Hello my lovelies! It’s been nearly a week since I’ve posted anything here, and I thought I’d do a little update to tell you what’s going on! (You know, so you know I’m still alive.)
So, apparently, this holiday crush of after-midterms-but-not-yet-finals is even harder as a teacher than as a student. (College’s got nothing on this.) And as a first year teacher who can barely tell you what I’m teaching on Monday, let alone what my finals will look like, this is insanely difficult. I mean, talk about flying by the seat of your pants. This is the first time in my entire teaching career (short though it may be) where I’ve been in the same classroom longer than 8 weeks. During student teaching, I was even bounced halfway through from one class to another!
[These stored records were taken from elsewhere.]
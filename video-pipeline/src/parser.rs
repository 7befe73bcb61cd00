use crate::types::{watch_url, Candidate, PipelineError, Result};
use feed_rs::model::Entry;
use feed_rs::parser;
use tracing::debug;
use url::Url;

const NAMESPACED_PREFIX: &str = "yt:video:";
const CANONICAL_ID_LEN: usize = 11;
const PATH_ID_KINDS: [&str; 4] = ["shorts", "embed", "live", "v"];

fn is_id_char(c: char) -> bool {
    c.is_ascii_alphanumeric() || c == '_' || c == '-'
}

fn is_canonical_id(value: &str) -> bool {
    value.len() == CANONICAL_ID_LEN && value.chars().all(is_id_char)
}

fn malformed(value: &str) -> PipelineError {
    PipelineError::MalformedEntry(format!("no video id in '{}'", value))
}

/// Recover a video id from a bare id, a watch/short link, or the feed's
/// namespaced `yt:video:ID` form.
pub fn extract_video_id(value: &str) -> Result<String> {
    let value = value.trim();

    if let Some(token) = value.strip_prefix(NAMESPACED_PREFIX) {
        if !token.is_empty() && token.chars().all(is_id_char) {
            return Ok(token.to_string());
        }
        return Err(malformed(value));
    }

    if is_canonical_id(value) {
        return Ok(value.to_string());
    }

    let with_scheme = if value.contains("://") {
        value.to_string()
    } else if value.starts_with("youtu") || value.starts_with("www.") || value.starts_with("m.") {
        format!("https://{}", value)
    } else {
        return Err(malformed(value));
    };

    let parsed = Url::parse(&with_scheme).map_err(|_| malformed(value))?;
    let host = parsed.host_str().unwrap_or("").trim_start_matches("www.");
    let mut segments = parsed.path_segments().into_iter().flatten().filter(|s| !s.is_empty());

    let candidate = match host {
        "youtu.be" => segments.next().map(str::to_string),
        "youtube.com" | "m.youtube.com" | "music.youtube.com" | "youtube-nocookie.com" => {
            match segments.next() {
                Some("watch") => parsed
                    .query_pairs()
                    .find(|(key, _)| key == "v")
                    .map(|(_, id)| id.into_owned()),
                Some(kind) if PATH_ID_KINDS.contains(&kind) => segments.next().map(str::to_string),
                _ => None,
            }
        }
        _ => None,
    };

    match candidate {
        Some(id) if is_canonical_id(&id) => Ok(id),
        _ => Err(malformed(value)),
    }
}

/// A parsed feed document whose entries have not been converted yet.
pub struct ParsedFeed {
    pub title: Option<String>,
    pub entries: Vec<Entry>,
}

pub struct FeedParser;

impl FeedParser {
    pub fn parse_feed(content: &str) -> Result<ParsedFeed> {
        debug!("Parsing feed content ({} bytes)", content.len());

        let feed = parser::parse(content.as_bytes())
            .map_err(|e| PipelineError::MalformedEntry(format!("Failed to parse feed: {}", e)))?;

        Ok(ParsedFeed {
            title: feed.title.map(|t| t.content),
            entries: feed.entries,
        })
    }

    /// Convert one feed entry into a candidate for `channel_id`.
    pub fn parse_entry(entry: &Entry, channel_id: &str) -> Result<Candidate> {
        let first_link = entry.links.first().map(|link| link.href.as_str());

        let video_id = entry
            .id
            .starts_with(NAMESPACED_PREFIX)
            .then(|| extract_video_id(&entry.id))
            .and_then(|result| result.ok())
            .or_else(|| first_link.and_then(|href| extract_video_id(href).ok()))
            .map_or_else(|| extract_video_id(&entry.id), Ok)?;

        let published_at = entry
            .published
            .or(entry.updated)
            .ok_or_else(|| PipelineError::MalformedEntry(format!("entry {} has no timestamp", video_id)))?;

        let title = entry
            .title
            .as_ref()
            .map(|t| t.content.trim().to_string())
            .filter(|t| !t.is_empty())
            .unwrap_or_else(|| "Untitled".to_string());

        let url = first_link
            .filter(|href| href.starts_with("http"))
            .map(str::to_string)
            .unwrap_or_else(|| watch_url(&video_id));

        Ok(Candidate {
            video_id,
            channel_id: channel_id.to_string(),
            title,
            published_at,
            url,
        })
    }
}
And it’s such a hard job. I don’t think some people understand just how hard teaching is. I have roughly 200 students I see on a daily basis. And every day, I need to keep track of where everyone is, what they’re doing, checking to see if they’re learning (or even just paying attention), and trying to teach them how to be good people. It is so hard, you guys. I drown in grading, I fall asleep thinking about lesson plans, and I spend days questioning whether or not I’m actually making a difference in my students’ lives.
Though it’s hard (and severely cuts into my reading time), there are some really great payoffs. I love getting to know the kids. You just know some of them are going through rough patches in their lives and yet they still have this incredibly upbeat attitude. And some of them are finally finding their place in school. I love seeing some of my forgetful, average students turn into conscientious, responsible kids. It’s a slow change, but it’s so worth it when I realize that this student is turning things around.
But it’s the greatest thing ever when I see them have a lightbulb moment of some kind. Sometimes, it’s when we’re reading a book that relates to their lives. Other times, it’s when I point out what a Latin root means that they can apply to other classes. It’s these moments when I feel like I’m right where I’m supposed to be.
I love sharing books with my students. Though it sometimes kills me to see how they treat books, I love having someone come back to me and say, “Can I borrow this book, Miss M? I started reading it and I can’t stop.” (They always seem so scared that I’m not going to let them borrow it.) I’ve had students take some of my favorites off the shelves, like Divergent and My Soul To Take and City of Bones, and come back to me telling me they put the sequel on hold at the library.
I wish I could just talk about books with students all day long. I feel like that’s the fastest way to get to know any of them (as any reader will attest, you do find some of your best friends through books). And while I never seem to get any reading time of my own anymore because of these rascals, I love passing on to them this idea that books can be fun and interesting.